= ACTION ITEM =
Beginning with the line that contains "pub fn kinds(&self)", output each line below exactly through the last one, both included, and nothing else.

= DATA EXCERPTS =
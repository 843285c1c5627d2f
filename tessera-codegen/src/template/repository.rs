use indexmap::IndexMap;

use super::{TemplateKinds, TemplateSource};

/// Outcome of looking up the template for a classification.
#[derive(Debug, Clone, Copy, PartialEq, Eq)]
pub enum Lookup<'a> {
    /// The raw template text.
    Found(&'a str),
    /// No template is registered for the classification.
    Unrecognized,
    /// A template is registered but its resource could not be loaded.
    Unavailable {
        /// The resource that failed to load.
        resource: &'a str,
    },
}

impl<'a> Lookup<'a> {
    /// The template text, if one was found.
    pub fn text(self) -> Option<&'a str> {
        match self {
            Lookup::Found(text) => Some(text),
            Lookup::Unrecognized | Lookup::Unavailable { .. } => None,
        }
    }
}

/// Maps classifications to template text for one generation pass.
///
/// All registered resources are loaded when the repository is built; the
/// mapping is fixed for the rest of the pass.
#[derive(Debug, Clone)]
pub struct TemplateRepository {
    kinds: TemplateKinds,
    resources: IndexMap<String, Option<String>>,
}

impl TemplateRepository {
    /// Load every resource registered in `kinds` from `source`.
    ///
    /// Resources shared by several classifications are loaded once. Missing
    /// resources are remembered as unavailable rather than failing the load.
    pub fn load(source: &dyn TemplateSource, kinds: TemplateKinds) -> Self {
        let mut resources = IndexMap::new();
        for (_, resource) in kinds.iter() {
            if !resources.contains_key(resource) {
                resources.insert(resource.to_string(), source.load(resource));
            }
        }

        let repo = Self { kinds, resources };
        tracing::debug!(
            registered = repo.kinds.len(),
            unavailable = repo.unavailable().count(),
            "template repository loaded"
        );
        repo
    }

    /// Build a repository directly from `(classification, template)` pairs.
    ///
    /// Each classification doubles as its own resource name.
    pub fn from_templates<K, V>(templates: impl IntoIterator<Item = (K, V)>) -> Self
    where
        K: Into<String>,
        V: Into<String>,
    {
        let mut kinds = TemplateKinds::empty();
        let mut resources = IndexMap::new();
        for (classification, text) in templates {
            let classification = classification.into();
            kinds.register(classification.clone(), classification.clone());
            resources.insert(classification, Some(text.into()));
        }
        Self { kinds, resources }
    }

    /// Look up the template for a classification.
    pub fn lookup(&self, classification: &str) -> Lookup<'_> {
        let Some(resource) = self.kinds.resource(classification) else {
            return Lookup::Unrecognized;
        };
        match self.resources.get(resource) {
            Some(Some(text)) => Lookup::Found(text.as_str()),
            _ => Lookup::Unavailable { resource },
        }
    }

    /// The template text for a classification, or `None` for both an
    /// unrecognized classification and an unavailable resource.
    pub fn lookup_text(&self, classification: &str) -> Option<&str> {
        self.lookup(classification).text()
    }

    /// The registration table this repository was built from.
    pub fn kinds(&self) -> &TemplateKinds {
        &self.kinds
    }

    /// Registered `(classification, resource)` pairs whose resource failed to load.
    pub fn unavailable(&self) -> impl Iterator<Item = (&str, &str)> {
        self.kinds
            .iter()
            .filter(|(_, resource)| !matches!(self.resources.get(*resource), Some(Some(_))))
    }
}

= TASK RESULT =
    pub fn kinds(&self) -> &TemplateKinds {
        &self.kinds
    }

    /// Registered `(classification, resource)` pairs whose resource failed to load.
    pub fn unavailable(&self) -> impl Iterator<Item = (&str, &str)> {
        self.kinds
            .iter()
            .filter(|(_, resource)| !matches!(self.resources.get(*resource), Some(Some(_))))
    }
}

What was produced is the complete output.